Home  -   Doc Added To Cancer Death Suit Too Late, Ga. Court Says
By Y. Peter Kang

Law360 (January 28, 2019, 8:04 PM EST) – A Georgia appellate panel on Monday cut a doctor loose from a suit accusing health care providers of causing a patient’s death by failing to diagnose her cancer, saying a lower court improperly allowed the physician to be added to the suit more than five years after the alleged negligence.

A three-judge Court of Appeals panel dismissed claims lodged against obstetrician Dr. Audrey Arona in a suit accusing her, fellow obstetrician Dr. Byron Dickerson, now deceased, and their practice group, Preferred Women’s Healthcare LLC, of failing to diagnose patient Debbie Sain’s ovary cancer during her pregnancy in 2012, which purportedly caused her death a year later. The suit filed by the patient’s widower, Jason Sain, asserts that doctors failed to detect the cancer despite ultrasound images showing a mass.

After learning through a deposition of a Preferred sonographer that Arona had previously treated the patient and had been aware of the mass, the trial judge allowed Sain to amend his complaint to add Arona as a co-defendant on the grounds that the claim “related back” to the original complaint and despite the expiration of Georgia’s five-year statute of repose for medical malpractice cases.

Unlike the two-year statute of limitations, which is contingent upon when a claim accrues, Georgia’s statute of repose is a hard deadline for a medical malpractice claim and is tied to the date of alleged negligence, according to the opinion.

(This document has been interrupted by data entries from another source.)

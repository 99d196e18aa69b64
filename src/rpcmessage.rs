use std::collections::BTreeMap;
use std::fmt;

use crate::constants::*;
use crate::error::Error;
use crate::value::{MetaMap, RpcValue, Value};

/** View over an RpcValue whose payload is an IMap and whose meta is present.

Classification by the reserved meta keys: RequestId and Method present means
a request, RequestId alone a response, Method alone a signal. */
#[derive(Debug, Clone, PartialEq)]
pub struct RpcMessage {
    val: RpcValue,
}

impl Default for RpcMessage {
    fn default() -> Self {
        Self::new()
    }
}

impl RpcMessage {
    pub fn new() -> RpcMessage {
        RpcMessage {
            val: RpcValue {
                meta: Some(MetaMap::new()),
                value: Value::IMap(BTreeMap::new()),
            },
        }
    }

    pub fn new_request(
        shv_path: Option<&str>,
        method: &str,
        params: Option<RpcValue>,
        request_id: i64,
    ) -> RpcMessage {
        let mut msg = RpcMessage::new();
        msg.set_shv_path(shv_path);
        msg.set_method(Some(method));
        msg.set_params(params);
        msg.set_request_id(request_id);
        msg
    }

    pub fn from_value(mut val: RpcValue) -> Result<RpcMessage, Error> {
        if val.meta.is_none() {
            val.meta = Some(MetaMap::new());
        }
        match val.value {
            Value::IMap(_) => Ok(RpcMessage { val }),
            Value::Null => {
                val.value = Value::IMap(BTreeMap::new());
                Ok(RpcMessage { val })
            }
            _ => Err(Error::MalformedInput(
                "rpc message payload must be an imap".into(),
            )),
        }
    }

    pub fn value(&self) -> &RpcValue {
        &self.val
    }

    pub fn into_value(self) -> RpcValue {
        self.val
    }

    fn meta_mut(&mut self) -> &mut MetaMap {
        self.val.meta.get_or_insert_with(MetaMap::new)
    }

    fn payload(&self) -> Option<&BTreeMap<i64, RpcValue>> {
        self.val.as_imap()
    }

    fn payload_mut(&mut self) -> &mut BTreeMap<i64, RpcValue> {
        if !matches!(self.val.value, Value::IMap(_)) {
            self.val.value = Value::IMap(BTreeMap::new());
        }
        match &mut self.val.value {
            Value::IMap(m) => m,
            _ => unreachable!(),
        }
    }

    pub fn is_request(&self) -> bool {
        self.request_id().is_some() && self.method().is_some()
    }

    pub fn is_response(&self) -> bool {
        self.request_id().is_some() && self.method().is_none()
    }

    pub fn is_signal(&self) -> bool {
        self.request_id().is_none() && self.method().is_some()
    }

    /** Fresh response for this request: same RequestId and CallerIds, no
    Method. Result or Error is left for the caller to set. */
    pub fn make_response(&self) -> Result<RpcMessage, Error> {
        if !self.is_request() {
            return Err(Error::InvalidValue(
                "response can be created from request only".into(),
            ));
        }
        let mut resp = RpcMessage::new();
        if let Some(rqid) = self.request_id() {
            resp.set_request_id(rqid);
        }
        resp.set_caller_ids(self.caller_ids().cloned());
        Ok(resp)
    }

    pub fn request_id(&self) -> Option<i64> {
        self.val.meta.as_ref()?.get_int(TAG_REQUEST_ID)?.as_int()
    }

    pub fn set_request_id(&mut self, request_id: i64) {
        self.meta_mut()
            .insert_int(TAG_REQUEST_ID, RpcValue::from(request_id));
    }

    pub fn shv_path(&self) -> Option<&str> {
        self.val.meta.as_ref()?.get_int(TAG_SHV_PATH)?.as_str()
    }

    pub fn set_shv_path(&mut self, shv_path: Option<&str>) {
        match shv_path {
            Some(path) => self
                .meta_mut()
                .insert_int(TAG_SHV_PATH, RpcValue::from(path)),
            None => {
                self.meta_mut().remove_int(TAG_SHV_PATH);
            }
        }
    }

    pub fn method(&self) -> Option<&str> {
        self.val.meta.as_ref()?.get_int(TAG_METHOD)?.as_str()
    }

    pub fn set_method(&mut self, method: Option<&str>) {
        match method {
            Some(m) => self.meta_mut().insert_int(TAG_METHOD, RpcValue::from(m)),
            None => {
                self.meta_mut().remove_int(TAG_METHOD);
            }
        }
    }

    pub fn caller_ids(&self) -> Option<&RpcValue> {
        self.val.meta.as_ref()?.get_int(TAG_CALLER_IDS)
    }

    pub fn set_caller_ids(&mut self, caller_ids: Option<RpcValue>) {
        match caller_ids {
            Some(ids) => self.meta_mut().insert_int(TAG_CALLER_IDS, ids),
            None => {
                self.meta_mut().remove_int(TAG_CALLER_IDS);
            }
        }
    }

    pub fn params(&self) -> Option<&RpcValue> {
        self.payload()?.get(&KEY_PARAMS)
    }

    pub fn set_params(&mut self, params: Option<RpcValue>) {
        match params {
            Some(p) => {
                self.payload_mut().insert(KEY_PARAMS, p);
            }
            None => {
                self.payload_mut().remove(&KEY_PARAMS);
            }
        }
    }

    pub fn result(&self) -> Option<&RpcValue> {
        self.payload()?.get(&KEY_RESULT)
    }

    pub fn set_result(&mut self, result: Option<RpcValue>) {
        match result {
            Some(r) => {
                self.payload_mut().insert(KEY_RESULT, r);
            }
            None => {
                self.payload_mut().remove(&KEY_RESULT);
            }
        }
    }

    pub fn error(&self) -> Option<&RpcValue> {
        self.payload()?.get(&KEY_ERROR)
    }

    pub fn set_error(&mut self, error: Option<RpcValue>) {
        match error {
            Some(e) => {
                self.payload_mut().insert(KEY_ERROR, e);
            }
            None => {
                self.payload_mut().remove(&KEY_ERROR);
            }
        }
    }

    pub fn to_chainpack(&self) -> Result<Vec<u8>, Error> {
        self.val.to_chainpack()
    }

    pub fn to_cpon(&self) -> Result<Vec<u8>, Error> {
        self.val.to_cpon()
    }

    pub fn to_cpon_string(&self) -> String {
        self.val.to_cpon_string()
    }

    pub fn from_chainpack(data: &[u8]) -> Result<RpcMessage, Error> {
        RpcMessage::from_value(RpcValue::from_chainpack(data)?)
    }
}

impl fmt::Display for RpcMessage {
    fn fmt(&self, f: &mut fmt::Formatter) -> fmt::Result {
        write!(f, "{}", self.val)
    }
}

In an issue of first impression, the panel ruled that Sain’s amended June 2017 complaint adding Arona as a co-defendant constituted the “bringing” of an action for the purposes of Georgia’s statute of repose, and was improper because it was filed more than five years after the alleged negligence occurred in April 2012.

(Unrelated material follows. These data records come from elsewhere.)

//! Projection of 3D input data onto the plane of a 2D plot.
//!
//! Each plot kind has its own frame: an axis-aligned slice keeps two world
//! coordinates, a section trace maps points to (distance along trace, z), and
//! the topography map view keeps (x, y).

use glam::{DMat2, DVec2, DVec3};

use crate::error::{Result, ViewerError};
use crate::grid::{RegularGrid, Section, Topography};
use crate::slicer::{plane_location, AxisLabels, SlicerData};

/// Default number of topography samples used to select data near the surface.
pub const DEFAULT_TOPO_COMP: usize = 5000;

/// Rank-1 projector onto a section trace.
#[derive(Debug, Clone, PartialEq)]
pub struct SectionProjector {
    start: DVec2,
    /// `e eᵀ / |e|²` with `e = stop - start`.
    matrix: DMat2,
    unit: DVec2,
    dist: f64,
}

impl SectionProjector {
    /// Builds the projector of a section.
    ///
    /// Fails with [`ViewerError::DegenerateSection`] when start and stop
    /// coincide, since the projection divides by the squared length.
    pub fn new(section: &Section) -> Result<Self> {
        let e = section.stop - section.start;
        let dist2 = e.length_squared();
        if dist2 == 0.0 || !dist2.is_finite() {
            return Err(ViewerError::DegenerateSection(section.name.clone()));
        }
        let matrix = DMat2::from_cols(e * e.x, e * e.y) * (1.0 / dist2);
        Ok(Self {
            start: section.start,
            matrix,
            unit: e / dist2.sqrt(),
            dist: dist2.sqrt(),
        })
    }

    /// The projection matrix.
    #[must_use]
    pub fn matrix(&self) -> DMat2 {
        self.matrix
    }

    /// Length of the trace.
    #[must_use]
    pub fn dist(&self) -> f64 {
        self.dist
    }

    /// Foot of the perpendicular from `xy`, relative to the trace start.
    #[must_use]
    pub fn project(&self, xy: DVec2) -> DVec2 {
        self.matrix * (xy - self.start)
    }

    /// Signed distance along the trace from its start.
    #[must_use]
    pub fn along(&self, xy: DVec2) -> f64 {
        (xy - self.start).dot(self.unit)
    }

    /// Distance from `xy` to the (infinite) trace line.
    #[must_use]
    pub fn perpendicular_distance(&self, xy: DVec2) -> f64 {
        let rel = xy - self.start;
        (self.matrix * rel - rel).length()
    }
}

/// Maps 3D positions and gradients onto the two axes of a plot.
#[derive(Debug, Clone)]
pub enum PlaneProjection {
    /// Axis-aligned slice of the regular grid.
    Orthogonal {
        fixed_axis: usize,
        free_axes: (usize, usize),
        location: f64,
    },
    /// Vertical section along a trace.
    Section(SectionProjector),
    /// Map view of the topography; `samples` is the decimated surface.
    Topography { samples: Vec<DVec3> },
}

impl PlaneProjection {
    /// Projection for an axis-aligned slice.
    #[must_use]
    pub fn orthogonal(grid: &RegularGrid, slicer: &SlicerData) -> Self {
        PlaneProjection::Orthogonal {
            fixed_axis: slicer.direction.axis(),
            free_axes: slicer.free_axes(),
            location: plane_location(grid, slicer),
        }
    }

    /// Projection for a named section trace.
    pub fn section(section: &Section) -> Result<Self> {
        SectionProjector::new(section).map(PlaneProjection::Section)
    }

    /// Projection for the topography map view, keeping every
    /// `len / topo_comp + 1`-th raster node for the distance test.
    #[must_use]
    pub fn topography(topography: &Topography, topo_comp: usize) -> Self {
        let step = topography.len() / topo_comp.max(1) + 1;
        let samples = topography.points().into_iter().step_by(step).collect();
        PlaneProjection::Topography { samples }
    }

    /// Axis and gradient labels of the plot.
    #[must_use]
    pub fn labels(&self) -> AxisLabels {
        match self {
            PlaneProjection::Orthogonal {
                free_axes: (u, v), ..
            } => AxisLabels::for_axes(*u, *v),
            PlaneProjection::Section(_) => AxisLabels::for_axes(0, 2),
            PlaneProjection::Topography { .. } => AxisLabels::for_axes(0, 1),
        }
    }

    /// Position of a 3D point in plot coordinates.
    #[must_use]
    pub fn to_plane(&self, p: DVec3) -> DVec2 {
        match self {
            PlaneProjection::Orthogonal {
                free_axes: (u, v), ..
            } => DVec2::new(p[*u], p[*v]),
            PlaneProjection::Section(projector) => DVec2::new(projector.along(p.truncate()), p.z),
            PlaneProjection::Topography { .. } => p.truncate(),
        }
    }

    /// A 3D vector (an orientation gradient) in plot coordinates.
    #[must_use]
    pub fn vector_to_plane(&self, g: DVec3) -> DVec2 {
        match self {
            PlaneProjection::Orthogonal {
                free_axes: (u, v), ..
            } => DVec2::new(g[*u], g[*v]),
            PlaneProjection::Section(projector) => {
                DVec2::new(g.truncate().dot(projector.unit), g.z)
            }
            PlaneProjection::Topography { .. } => g.truncate(),
        }
    }

    /// Distance from a point to the plotted surface.
    #[must_use]
    pub fn distance(&self, p: DVec3) -> f64 {
        match self {
            PlaneProjection::Orthogonal {
                fixed_axis,
                location,
                ..
            } => (p[*fixed_axis] - location).abs(),
            PlaneProjection::Section(projector) => projector.perpendicular_distance(p.truncate()),
            PlaneProjection::Topography { samples } => samples
                .iter()
                .map(|s| s.distance(p))
                .fold(f64::INFINITY, f64::min),
        }
    }

    /// Selection mask of the points closer than `threshold`.
    #[must_use]
    pub fn select(&self, points: impl IntoIterator<Item = DVec3>, threshold: f64) -> Vec<bool> {
        points
            .into_iter()
            .map(|p| self.distance(p) < threshold)
            .collect()
    }
}

#[cfg(test)]
mod tests {
    use super::*;
    use crate::grid::Direction;
    use crate::slicer::{slice_cross_section, CellNumber};
    use proptest::prelude::*;

    fn diagonal() -> Section {
        Section::new(
            "section_SW-NE",
            DVec2::new(250.0, 250.0),
            DVec2::new(1750.0, 1750.0),
            [100, 100],
        )
    }

    #[test]
    fn test_projector_matrix_is_idempotent() {
        let p = SectionProjector::new(&diagonal()).unwrap();
        let m = p.matrix();
        let m2 = m * m;
        for (a, b) in m.to_cols_array().iter().zip(m2.to_cols_array().iter()) {
            assert!((a - b).abs() < 1e-12);
        }
    }

    #[test]
    fn test_point_on_and_off_line() {
        let p = SectionProjector::new(&diagonal()).unwrap();
        let on = DVec2::new(1000.0, 1000.0);
        assert!(p.perpendicular_distance(on) < 1e-9);
        assert!((p.along(on) - 750.0 * 2f64.sqrt()).abs() < 1e-9);

        let off = DVec2::new(1000.0, 0.0);
        assert!((p.perpendicular_distance(off) - 1000.0 / 2f64.sqrt()).abs() < 1e-9);
    }

    #[test]
    fn test_anti_diagonal_uses_trace_offset() {
        // The trace y = 2000 - x does not pass through the origin.
        let section = Section::new(
            "section_NW-SE",
            DVec2::new(250.0, 1750.0),
            DVec2::new(1750.0, 250.0),
            [100, 100],
        );
        let p = SectionProjector::new(&section).unwrap();
        assert!(p.perpendicular_distance(DVec2::new(1000.0, 1000.0)) < 1e-9);
        assert!((p.along(DVec2::new(250.0, 1750.0))).abs() < 1e-9);
    }

    #[test]
    fn test_degenerate_section() {
        let section = Section::new("dot", DVec2::new(5.0, 5.0), DVec2::new(5.0, 5.0), [2, 2]);
        assert!(matches!(
            SectionProjector::new(&section),
            Err(ViewerError::DegenerateSection(name)) if name == "dot"
        ));
    }

    #[test]
    fn test_orthogonal_selection() {
        let grid = RegularGrid::new([0.0, 1000.0, 0.0, 1000.0, 0.0, 1000.0], [10, 10, 10]).unwrap();
        let slicer = slice_cross_section(&grid, Direction::Y, CellNumber::Mid).unwrap();
        let proj = PlaneProjection::orthogonal(&grid, &slicer);
        // mid cell 5 -> centre at y = 550
        let points = [
            DVec3::new(100.0, 550.0, 10.0),
            DVec3::new(100.0, 700.0, 10.0),
            DVec3::new(100.0, 400.0, 10.0),
        ];
        assert_eq!(proj.select(points, 100.0), vec![true, false, false]);
        assert_eq!(proj.to_plane(points[0]), DVec2::new(100.0, 10.0));
        assert_eq!(proj.labels().x, "X");
    }

    #[test]
    fn test_section_plane_coordinates() {
        let proj = PlaneProjection::section(&diagonal()).unwrap();
        let q = proj.to_plane(DVec3::new(250.0, 250.0, 42.0));
        assert!(q.x.abs() < 1e-9);
        assert_eq!(q.y, 42.0);
        let g = proj.vector_to_plane(DVec3::new(1.0, 1.0, 0.5));
        assert!((g.x - 2f64.sqrt()).abs() < 1e-12);
        assert_eq!(g.y, 0.5);
        assert_eq!(proj.labels().y, "Z");
    }

    #[test]
    fn test_topography_selection() {
        let topo = Topography::from_fn([0.0, 100.0, 0.0, 100.0], [11, 11], |_, _| 50.0).unwrap();
        let proj = PlaneProjection::topography(&topo, DEFAULT_TOPO_COMP);
        let mask = proj.select(
            [DVec3::new(50.0, 50.0, 52.0), DVec3::new(50.0, 50.0, 0.0)],
            5.0,
        );
        assert_eq!(mask, vec![true, false]);
    }

    proptest! {
        #[test]
        fn prop_projection_decomposes_point(
            sx in -1e3f64..1e3, sy in -1e3f64..1e3,
            ex in -1e3f64..1e3, ey in -1e3f64..1e3,
            px in -1e3f64..1e3, py in -1e3f64..1e3,
        ) {
            prop_assume!(DVec2::new(ex - sx, ey - sy).length() > 1e-3);
            let section = Section::new("s", DVec2::new(sx, sy), DVec2::new(ex, ey), [2, 2]);
            let proj = SectionProjector::new(&section).unwrap();
            let p = DVec2::new(px, py);
            let rel = p - section.start;
            let along = proj.along(p);
            let perp = proj.perpendicular_distance(p);
            // Pythagoras: |rel|² = along² + perp²
            let lhs = rel.length_squared();
            let rhs = along * along + perp * perp;
            prop_assert!((lhs - rhs).abs() <= 1e-6 * lhs.max(1.0));
        }
    }
}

“The statute of repose imposes a bright-line rule,” the panel wrote in a unanimous 19-page opinion. “We hold that the medical malpractice statute of repose prevents a plaintiff from amending the complaint in a pending medical malpractice action to add an individual party defendant more than five years after the alleged negligence because, at that point, the plaintiff’s cause of action against that particular defendant no longer exists.”

The panel shot down Sain’s argument that the statute of repose should be tolled because Arona had been aware of the original suit against her practice group and knew that Sain had incorrectly attributed negligence to Dickerson rather than her.

“Courts are not authorized to permit late filings on a case-by-case determination that the purposes of the statute are satisfied,” it said. “Admittedly, Arona did not volunteer to be sued along with PWH and Dickerson’s estate when she learned of Sain’s claims, but Sain has not identified any legal authority for abrogating the statute of repose under the circumstances presented here.”

Judges Ken Hodges, Elizabeth Gobeil and Christian A. Coomer sat on the panel for the Court of Appeals.

Sain is represented by Roy E. Barnes, John R. Bevis and Mark D. Meliski of The Barnes Law Group LLC.

The health care providers are represented by L. Evan Cline, Daniel J. Huff and R. Page Powell Jr. of Huff Powell & Bailey LLC.

The case is Preferred Women’s Healthcare LLC et al. v. Sain et al., case number A18A1544, in the Court of Appeals of Georgia, Third Division.